EXERCISE
Once the line with "self.check_capacity(offset, data.len())?;" is found in the data, output it and each following line exactly, up to and including the line with "write was issued.", and nothing before or after.

WORKING DATA
┄┄┄┄┄┄

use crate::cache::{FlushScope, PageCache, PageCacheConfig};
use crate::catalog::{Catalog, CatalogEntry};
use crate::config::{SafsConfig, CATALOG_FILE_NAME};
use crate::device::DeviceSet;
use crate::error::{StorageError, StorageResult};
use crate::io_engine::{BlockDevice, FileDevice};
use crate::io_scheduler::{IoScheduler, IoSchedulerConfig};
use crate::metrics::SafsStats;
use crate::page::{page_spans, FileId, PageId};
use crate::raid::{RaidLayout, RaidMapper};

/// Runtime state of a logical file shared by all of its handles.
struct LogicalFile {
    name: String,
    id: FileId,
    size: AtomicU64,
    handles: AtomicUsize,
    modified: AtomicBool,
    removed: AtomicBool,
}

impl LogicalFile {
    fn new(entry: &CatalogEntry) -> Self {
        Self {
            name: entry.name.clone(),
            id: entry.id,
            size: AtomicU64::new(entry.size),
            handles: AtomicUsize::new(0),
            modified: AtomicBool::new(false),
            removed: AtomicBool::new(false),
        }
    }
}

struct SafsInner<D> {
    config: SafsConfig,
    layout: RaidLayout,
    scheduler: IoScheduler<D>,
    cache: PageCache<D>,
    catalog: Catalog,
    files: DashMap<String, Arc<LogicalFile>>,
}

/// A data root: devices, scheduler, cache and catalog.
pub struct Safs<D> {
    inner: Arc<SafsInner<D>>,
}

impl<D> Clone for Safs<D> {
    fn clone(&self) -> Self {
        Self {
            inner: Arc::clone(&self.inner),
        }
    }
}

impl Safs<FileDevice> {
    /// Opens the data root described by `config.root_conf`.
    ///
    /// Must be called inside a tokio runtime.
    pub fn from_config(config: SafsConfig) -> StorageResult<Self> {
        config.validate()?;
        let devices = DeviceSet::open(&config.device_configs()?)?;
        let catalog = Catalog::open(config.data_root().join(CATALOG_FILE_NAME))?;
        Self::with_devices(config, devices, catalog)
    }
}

┄┄┄┄┄┄

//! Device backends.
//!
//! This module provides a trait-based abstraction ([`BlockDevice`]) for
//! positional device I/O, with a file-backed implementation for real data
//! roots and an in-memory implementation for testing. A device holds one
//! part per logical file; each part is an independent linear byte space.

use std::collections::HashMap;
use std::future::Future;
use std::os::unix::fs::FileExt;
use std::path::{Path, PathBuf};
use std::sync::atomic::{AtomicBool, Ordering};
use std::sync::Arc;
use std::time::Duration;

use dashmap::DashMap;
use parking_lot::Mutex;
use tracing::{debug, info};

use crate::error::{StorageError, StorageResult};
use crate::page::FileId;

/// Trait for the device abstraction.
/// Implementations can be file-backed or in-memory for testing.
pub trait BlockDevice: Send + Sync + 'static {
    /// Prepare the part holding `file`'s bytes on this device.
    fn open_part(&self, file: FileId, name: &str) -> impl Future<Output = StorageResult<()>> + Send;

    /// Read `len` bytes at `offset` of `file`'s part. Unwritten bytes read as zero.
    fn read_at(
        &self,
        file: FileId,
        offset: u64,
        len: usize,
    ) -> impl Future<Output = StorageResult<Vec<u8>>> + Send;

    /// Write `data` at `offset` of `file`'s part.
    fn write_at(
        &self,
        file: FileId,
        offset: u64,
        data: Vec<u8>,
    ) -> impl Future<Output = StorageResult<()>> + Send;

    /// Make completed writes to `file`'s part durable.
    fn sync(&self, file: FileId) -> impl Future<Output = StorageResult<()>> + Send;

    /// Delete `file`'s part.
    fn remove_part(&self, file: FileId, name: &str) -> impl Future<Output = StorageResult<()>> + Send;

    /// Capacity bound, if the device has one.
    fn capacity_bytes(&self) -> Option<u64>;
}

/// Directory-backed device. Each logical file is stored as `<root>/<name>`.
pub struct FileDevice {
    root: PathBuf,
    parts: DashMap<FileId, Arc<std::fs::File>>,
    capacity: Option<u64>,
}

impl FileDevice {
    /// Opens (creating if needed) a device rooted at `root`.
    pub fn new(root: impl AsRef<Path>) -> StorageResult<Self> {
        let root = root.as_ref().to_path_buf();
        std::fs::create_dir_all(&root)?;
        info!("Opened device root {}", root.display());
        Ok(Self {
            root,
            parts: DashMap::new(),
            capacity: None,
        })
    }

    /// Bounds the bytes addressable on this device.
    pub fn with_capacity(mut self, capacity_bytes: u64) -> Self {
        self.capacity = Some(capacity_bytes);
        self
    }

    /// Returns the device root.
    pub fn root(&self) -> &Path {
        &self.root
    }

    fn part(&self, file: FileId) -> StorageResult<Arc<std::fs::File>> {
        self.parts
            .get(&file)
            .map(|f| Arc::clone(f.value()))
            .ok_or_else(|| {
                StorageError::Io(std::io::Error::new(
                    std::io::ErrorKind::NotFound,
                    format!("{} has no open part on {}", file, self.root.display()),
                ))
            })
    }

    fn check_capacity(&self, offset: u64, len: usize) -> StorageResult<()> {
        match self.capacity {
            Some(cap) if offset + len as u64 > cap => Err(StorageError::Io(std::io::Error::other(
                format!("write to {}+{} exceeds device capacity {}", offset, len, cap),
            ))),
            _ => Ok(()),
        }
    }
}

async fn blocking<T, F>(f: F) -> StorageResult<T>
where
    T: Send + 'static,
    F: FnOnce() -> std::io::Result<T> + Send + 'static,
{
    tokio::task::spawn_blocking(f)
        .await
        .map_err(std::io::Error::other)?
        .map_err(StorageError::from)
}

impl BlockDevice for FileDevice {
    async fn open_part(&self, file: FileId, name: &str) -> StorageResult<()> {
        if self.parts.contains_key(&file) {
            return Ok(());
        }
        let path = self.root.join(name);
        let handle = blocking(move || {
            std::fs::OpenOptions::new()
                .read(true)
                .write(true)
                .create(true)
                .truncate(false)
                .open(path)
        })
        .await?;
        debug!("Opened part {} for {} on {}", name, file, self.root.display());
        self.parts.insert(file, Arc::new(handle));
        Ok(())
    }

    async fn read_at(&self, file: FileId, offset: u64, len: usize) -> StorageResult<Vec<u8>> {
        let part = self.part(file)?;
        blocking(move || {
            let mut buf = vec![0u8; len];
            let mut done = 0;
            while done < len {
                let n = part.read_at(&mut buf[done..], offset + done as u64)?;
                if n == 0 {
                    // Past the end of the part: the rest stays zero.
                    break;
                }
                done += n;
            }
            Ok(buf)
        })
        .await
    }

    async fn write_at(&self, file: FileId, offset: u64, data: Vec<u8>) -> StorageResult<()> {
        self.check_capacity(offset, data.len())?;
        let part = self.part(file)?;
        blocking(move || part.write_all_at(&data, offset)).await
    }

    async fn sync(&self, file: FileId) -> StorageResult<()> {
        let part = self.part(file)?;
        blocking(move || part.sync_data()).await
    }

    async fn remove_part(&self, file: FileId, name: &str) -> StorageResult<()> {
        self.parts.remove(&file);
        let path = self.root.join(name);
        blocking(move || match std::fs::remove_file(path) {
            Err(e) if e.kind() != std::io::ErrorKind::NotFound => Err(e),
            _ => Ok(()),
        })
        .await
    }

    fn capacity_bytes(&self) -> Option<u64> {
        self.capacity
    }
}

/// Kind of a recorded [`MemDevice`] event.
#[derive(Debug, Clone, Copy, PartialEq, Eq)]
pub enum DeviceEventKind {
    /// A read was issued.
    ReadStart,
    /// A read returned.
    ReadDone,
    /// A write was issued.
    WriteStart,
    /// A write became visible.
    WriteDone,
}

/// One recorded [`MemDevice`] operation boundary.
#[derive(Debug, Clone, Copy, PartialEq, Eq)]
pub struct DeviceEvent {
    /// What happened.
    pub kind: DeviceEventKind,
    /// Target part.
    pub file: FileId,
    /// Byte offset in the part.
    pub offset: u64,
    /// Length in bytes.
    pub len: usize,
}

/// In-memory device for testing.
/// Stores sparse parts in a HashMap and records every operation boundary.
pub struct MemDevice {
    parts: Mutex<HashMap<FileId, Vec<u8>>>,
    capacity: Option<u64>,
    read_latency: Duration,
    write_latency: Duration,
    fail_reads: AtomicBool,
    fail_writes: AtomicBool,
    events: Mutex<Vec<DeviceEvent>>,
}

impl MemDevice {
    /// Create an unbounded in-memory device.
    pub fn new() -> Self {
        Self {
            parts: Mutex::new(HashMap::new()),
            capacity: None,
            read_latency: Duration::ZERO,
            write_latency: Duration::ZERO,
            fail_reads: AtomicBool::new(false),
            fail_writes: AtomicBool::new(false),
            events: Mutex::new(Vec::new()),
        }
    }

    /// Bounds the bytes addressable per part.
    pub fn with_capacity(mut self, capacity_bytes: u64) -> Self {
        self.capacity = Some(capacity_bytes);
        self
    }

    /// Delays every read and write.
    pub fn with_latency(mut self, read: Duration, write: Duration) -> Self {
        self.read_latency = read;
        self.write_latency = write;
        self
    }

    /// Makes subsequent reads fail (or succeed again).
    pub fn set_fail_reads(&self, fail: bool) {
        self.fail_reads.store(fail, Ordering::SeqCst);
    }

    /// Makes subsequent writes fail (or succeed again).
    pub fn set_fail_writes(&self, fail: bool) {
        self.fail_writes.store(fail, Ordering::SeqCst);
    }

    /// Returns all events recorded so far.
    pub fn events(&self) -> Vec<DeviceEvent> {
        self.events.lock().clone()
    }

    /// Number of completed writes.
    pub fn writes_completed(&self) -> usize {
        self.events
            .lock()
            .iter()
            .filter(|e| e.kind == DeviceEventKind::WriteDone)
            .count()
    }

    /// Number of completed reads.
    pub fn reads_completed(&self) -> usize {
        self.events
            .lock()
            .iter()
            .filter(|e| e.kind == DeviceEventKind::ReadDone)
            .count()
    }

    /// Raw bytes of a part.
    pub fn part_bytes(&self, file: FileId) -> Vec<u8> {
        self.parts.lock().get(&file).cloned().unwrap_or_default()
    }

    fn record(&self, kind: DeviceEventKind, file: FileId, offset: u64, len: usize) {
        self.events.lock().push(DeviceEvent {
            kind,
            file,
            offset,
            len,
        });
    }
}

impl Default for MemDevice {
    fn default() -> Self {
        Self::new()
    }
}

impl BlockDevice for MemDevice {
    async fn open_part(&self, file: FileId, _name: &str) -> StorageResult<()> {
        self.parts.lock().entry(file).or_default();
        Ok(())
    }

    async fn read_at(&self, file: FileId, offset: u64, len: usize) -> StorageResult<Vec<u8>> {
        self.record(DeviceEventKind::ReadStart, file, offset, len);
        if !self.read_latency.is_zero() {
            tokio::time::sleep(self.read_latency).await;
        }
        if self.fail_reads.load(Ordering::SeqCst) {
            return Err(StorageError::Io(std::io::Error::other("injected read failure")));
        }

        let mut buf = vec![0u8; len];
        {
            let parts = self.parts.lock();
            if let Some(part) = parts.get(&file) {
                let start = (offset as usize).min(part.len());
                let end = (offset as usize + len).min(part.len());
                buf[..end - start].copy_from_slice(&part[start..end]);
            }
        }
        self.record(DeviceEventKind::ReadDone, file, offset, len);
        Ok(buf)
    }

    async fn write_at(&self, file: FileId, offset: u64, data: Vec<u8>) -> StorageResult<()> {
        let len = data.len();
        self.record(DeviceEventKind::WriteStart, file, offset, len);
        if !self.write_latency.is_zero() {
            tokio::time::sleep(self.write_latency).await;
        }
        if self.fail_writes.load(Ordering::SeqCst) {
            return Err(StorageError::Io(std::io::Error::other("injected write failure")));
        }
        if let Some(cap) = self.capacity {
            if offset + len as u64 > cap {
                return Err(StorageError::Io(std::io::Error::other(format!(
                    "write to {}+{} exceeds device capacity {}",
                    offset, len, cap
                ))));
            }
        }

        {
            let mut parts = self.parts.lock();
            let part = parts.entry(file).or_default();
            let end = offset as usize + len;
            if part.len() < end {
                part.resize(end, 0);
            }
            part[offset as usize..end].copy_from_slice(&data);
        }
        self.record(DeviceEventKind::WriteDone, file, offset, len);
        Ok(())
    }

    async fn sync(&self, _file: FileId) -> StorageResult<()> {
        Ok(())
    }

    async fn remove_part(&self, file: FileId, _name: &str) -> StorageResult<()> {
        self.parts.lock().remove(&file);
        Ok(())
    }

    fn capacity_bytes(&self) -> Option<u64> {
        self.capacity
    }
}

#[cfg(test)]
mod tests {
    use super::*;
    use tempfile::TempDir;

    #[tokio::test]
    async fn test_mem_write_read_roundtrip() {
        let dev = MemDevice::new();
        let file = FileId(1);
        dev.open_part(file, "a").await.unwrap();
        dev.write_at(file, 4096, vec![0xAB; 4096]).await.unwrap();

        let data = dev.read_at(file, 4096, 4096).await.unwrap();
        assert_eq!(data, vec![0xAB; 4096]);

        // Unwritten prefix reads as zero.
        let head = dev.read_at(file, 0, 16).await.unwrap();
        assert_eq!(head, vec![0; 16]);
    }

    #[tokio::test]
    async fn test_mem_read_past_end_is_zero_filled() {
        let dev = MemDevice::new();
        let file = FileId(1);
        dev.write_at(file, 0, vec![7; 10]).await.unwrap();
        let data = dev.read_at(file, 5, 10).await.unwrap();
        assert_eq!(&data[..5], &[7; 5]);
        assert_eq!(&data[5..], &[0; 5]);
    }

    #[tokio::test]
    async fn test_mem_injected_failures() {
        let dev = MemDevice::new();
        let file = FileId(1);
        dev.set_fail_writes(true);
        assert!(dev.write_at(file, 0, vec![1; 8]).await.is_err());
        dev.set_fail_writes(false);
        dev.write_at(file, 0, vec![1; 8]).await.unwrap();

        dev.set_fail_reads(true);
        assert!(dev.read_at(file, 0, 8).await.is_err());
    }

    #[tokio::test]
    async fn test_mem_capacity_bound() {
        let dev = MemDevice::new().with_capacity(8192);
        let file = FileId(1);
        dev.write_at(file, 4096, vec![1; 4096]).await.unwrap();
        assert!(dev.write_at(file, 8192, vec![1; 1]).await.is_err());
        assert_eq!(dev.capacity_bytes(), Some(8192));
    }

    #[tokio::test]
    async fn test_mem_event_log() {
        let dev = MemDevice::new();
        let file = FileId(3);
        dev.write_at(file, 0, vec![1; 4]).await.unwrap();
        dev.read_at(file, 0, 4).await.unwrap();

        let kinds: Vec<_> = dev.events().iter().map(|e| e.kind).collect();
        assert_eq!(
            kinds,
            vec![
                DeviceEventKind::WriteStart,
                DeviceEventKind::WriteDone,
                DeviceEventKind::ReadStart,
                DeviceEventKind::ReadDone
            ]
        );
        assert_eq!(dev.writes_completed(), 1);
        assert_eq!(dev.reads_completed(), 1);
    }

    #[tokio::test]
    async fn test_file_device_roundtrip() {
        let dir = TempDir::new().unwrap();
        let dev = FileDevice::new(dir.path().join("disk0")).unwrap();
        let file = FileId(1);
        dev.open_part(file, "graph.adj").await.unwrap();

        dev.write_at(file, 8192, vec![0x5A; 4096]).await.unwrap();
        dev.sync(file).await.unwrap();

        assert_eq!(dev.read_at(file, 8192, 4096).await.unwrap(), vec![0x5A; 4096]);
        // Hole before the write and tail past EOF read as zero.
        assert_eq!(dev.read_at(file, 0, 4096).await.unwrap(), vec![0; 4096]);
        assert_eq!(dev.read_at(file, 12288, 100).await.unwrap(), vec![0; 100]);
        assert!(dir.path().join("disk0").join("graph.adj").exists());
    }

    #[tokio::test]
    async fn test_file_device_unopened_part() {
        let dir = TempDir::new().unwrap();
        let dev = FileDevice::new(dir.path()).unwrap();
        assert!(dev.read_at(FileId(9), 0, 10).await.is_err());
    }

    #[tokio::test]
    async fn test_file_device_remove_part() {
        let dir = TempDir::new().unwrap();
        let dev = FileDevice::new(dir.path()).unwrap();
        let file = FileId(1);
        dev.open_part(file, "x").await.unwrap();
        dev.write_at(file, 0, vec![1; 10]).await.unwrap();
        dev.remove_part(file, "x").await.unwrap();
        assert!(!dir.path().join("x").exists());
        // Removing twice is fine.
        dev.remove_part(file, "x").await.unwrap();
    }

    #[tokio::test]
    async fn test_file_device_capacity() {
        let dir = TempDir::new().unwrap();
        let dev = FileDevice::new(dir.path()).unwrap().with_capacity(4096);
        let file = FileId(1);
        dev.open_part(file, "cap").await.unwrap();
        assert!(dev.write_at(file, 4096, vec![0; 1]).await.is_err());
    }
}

┄┄┄┄┄┄

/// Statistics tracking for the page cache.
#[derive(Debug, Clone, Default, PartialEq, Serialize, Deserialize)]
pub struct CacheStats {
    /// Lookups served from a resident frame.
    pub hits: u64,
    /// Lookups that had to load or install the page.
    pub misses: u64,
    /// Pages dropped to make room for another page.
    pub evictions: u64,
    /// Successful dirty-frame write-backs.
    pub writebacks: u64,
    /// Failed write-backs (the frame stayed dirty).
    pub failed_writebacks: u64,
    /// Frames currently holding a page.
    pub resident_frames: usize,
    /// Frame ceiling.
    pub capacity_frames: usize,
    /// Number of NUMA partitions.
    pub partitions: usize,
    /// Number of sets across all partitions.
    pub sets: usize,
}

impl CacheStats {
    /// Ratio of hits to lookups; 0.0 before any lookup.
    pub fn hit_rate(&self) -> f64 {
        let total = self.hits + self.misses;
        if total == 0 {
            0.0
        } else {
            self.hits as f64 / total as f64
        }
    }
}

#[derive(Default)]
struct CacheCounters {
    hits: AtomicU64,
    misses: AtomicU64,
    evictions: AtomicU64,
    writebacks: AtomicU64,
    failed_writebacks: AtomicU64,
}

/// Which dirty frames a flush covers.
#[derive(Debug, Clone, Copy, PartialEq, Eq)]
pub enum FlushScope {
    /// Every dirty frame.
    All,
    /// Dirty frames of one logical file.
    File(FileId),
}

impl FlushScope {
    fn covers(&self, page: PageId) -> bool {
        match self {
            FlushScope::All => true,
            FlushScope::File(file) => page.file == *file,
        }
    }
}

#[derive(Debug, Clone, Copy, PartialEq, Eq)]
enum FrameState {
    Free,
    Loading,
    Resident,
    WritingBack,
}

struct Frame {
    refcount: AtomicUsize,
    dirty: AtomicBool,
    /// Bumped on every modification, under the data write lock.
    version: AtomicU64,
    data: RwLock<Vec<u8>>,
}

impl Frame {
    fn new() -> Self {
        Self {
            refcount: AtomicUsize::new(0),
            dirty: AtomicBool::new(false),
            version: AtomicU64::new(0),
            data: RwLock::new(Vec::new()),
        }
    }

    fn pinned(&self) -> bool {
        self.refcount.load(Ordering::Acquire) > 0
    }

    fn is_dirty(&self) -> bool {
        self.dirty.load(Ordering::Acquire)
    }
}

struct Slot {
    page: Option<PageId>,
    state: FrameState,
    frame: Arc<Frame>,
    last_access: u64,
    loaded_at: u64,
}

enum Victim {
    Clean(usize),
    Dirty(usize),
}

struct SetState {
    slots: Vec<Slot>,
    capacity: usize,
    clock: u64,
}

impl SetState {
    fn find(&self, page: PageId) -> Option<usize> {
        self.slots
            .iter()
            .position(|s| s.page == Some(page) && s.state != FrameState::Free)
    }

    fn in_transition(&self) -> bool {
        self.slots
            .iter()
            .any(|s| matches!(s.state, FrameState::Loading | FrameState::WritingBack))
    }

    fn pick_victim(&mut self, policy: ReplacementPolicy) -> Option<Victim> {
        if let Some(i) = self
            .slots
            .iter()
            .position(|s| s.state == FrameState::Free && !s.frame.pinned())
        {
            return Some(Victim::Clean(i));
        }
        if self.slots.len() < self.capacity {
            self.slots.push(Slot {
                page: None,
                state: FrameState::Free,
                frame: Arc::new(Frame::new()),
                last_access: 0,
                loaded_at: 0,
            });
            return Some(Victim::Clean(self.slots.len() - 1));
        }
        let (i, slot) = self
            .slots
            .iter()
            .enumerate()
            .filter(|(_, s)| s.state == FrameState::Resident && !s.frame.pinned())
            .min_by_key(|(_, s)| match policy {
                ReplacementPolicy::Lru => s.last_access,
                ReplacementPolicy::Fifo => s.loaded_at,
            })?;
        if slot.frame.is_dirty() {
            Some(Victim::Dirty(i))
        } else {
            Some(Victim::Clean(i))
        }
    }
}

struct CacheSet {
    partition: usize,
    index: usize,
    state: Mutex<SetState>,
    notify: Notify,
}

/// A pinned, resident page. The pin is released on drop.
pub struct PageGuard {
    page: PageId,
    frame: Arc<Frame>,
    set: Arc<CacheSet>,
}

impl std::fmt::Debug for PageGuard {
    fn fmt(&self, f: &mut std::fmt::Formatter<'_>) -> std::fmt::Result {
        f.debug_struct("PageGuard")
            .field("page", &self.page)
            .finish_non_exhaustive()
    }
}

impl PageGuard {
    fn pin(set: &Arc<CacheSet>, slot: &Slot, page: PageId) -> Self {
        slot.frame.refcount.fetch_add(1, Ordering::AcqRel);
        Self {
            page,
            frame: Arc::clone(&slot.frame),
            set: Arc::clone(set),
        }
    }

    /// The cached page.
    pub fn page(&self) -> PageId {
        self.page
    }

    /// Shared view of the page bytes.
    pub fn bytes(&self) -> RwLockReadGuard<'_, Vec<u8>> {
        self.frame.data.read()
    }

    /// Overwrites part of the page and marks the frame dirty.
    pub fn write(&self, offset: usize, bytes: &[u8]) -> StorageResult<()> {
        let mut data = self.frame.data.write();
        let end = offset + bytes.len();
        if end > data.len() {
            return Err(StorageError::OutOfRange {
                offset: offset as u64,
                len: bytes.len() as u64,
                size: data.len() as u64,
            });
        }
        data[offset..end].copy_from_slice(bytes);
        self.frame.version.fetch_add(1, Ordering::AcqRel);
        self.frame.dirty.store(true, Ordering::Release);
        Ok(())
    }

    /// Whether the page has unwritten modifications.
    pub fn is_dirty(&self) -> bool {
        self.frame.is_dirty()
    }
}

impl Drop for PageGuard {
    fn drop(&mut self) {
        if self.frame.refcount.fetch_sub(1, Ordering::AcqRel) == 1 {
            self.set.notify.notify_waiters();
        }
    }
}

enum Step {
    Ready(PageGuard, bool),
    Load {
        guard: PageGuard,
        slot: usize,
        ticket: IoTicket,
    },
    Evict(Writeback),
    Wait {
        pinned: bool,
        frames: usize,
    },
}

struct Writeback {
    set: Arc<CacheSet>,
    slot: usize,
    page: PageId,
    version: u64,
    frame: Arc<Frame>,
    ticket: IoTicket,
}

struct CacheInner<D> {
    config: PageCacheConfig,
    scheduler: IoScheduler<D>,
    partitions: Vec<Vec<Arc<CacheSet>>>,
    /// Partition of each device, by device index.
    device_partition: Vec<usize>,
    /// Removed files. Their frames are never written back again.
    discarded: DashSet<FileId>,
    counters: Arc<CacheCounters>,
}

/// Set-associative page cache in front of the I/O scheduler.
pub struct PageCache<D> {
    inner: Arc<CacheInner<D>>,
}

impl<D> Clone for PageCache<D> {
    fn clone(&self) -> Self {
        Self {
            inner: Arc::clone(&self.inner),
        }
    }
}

┄┄┄┄┄┄

REPLY
        self.check_capacity(offset, data.len())?;
        let part = self.part(file)?;
        blocking(move || part.write_all_at(&data, offset)).await
    }

    async fn sync(&self, file: FileId) -> StorageResult<()> {
        let part = self.part(file)?;
        blocking(move || part.sync_data()).await
    }

    async fn remove_part(&self, file: FileId, name: &str) -> StorageResult<()> {
        self.parts.remove(&file);
        let path = self.root.join(name);
        blocking(move || match std::fs::remove_file(path) {
            Err(e) if e.kind() != std::io::ErrorKind::NotFound => Err(e),
            _ => Ok(()),
        })
        .await
    }

    fn capacity_bytes(&self) -> Option<u64> {
        self.capacity
    }
}

/// Kind of a recorded [`MemDevice`] event.
#[derive(Debug, Clone, Copy, PartialEq, Eq)]
pub enum DeviceEventKind {
    /// A read was issued.
    ReadStart,
    /// A read returned.
    ReadDone,
    /// A write was issued.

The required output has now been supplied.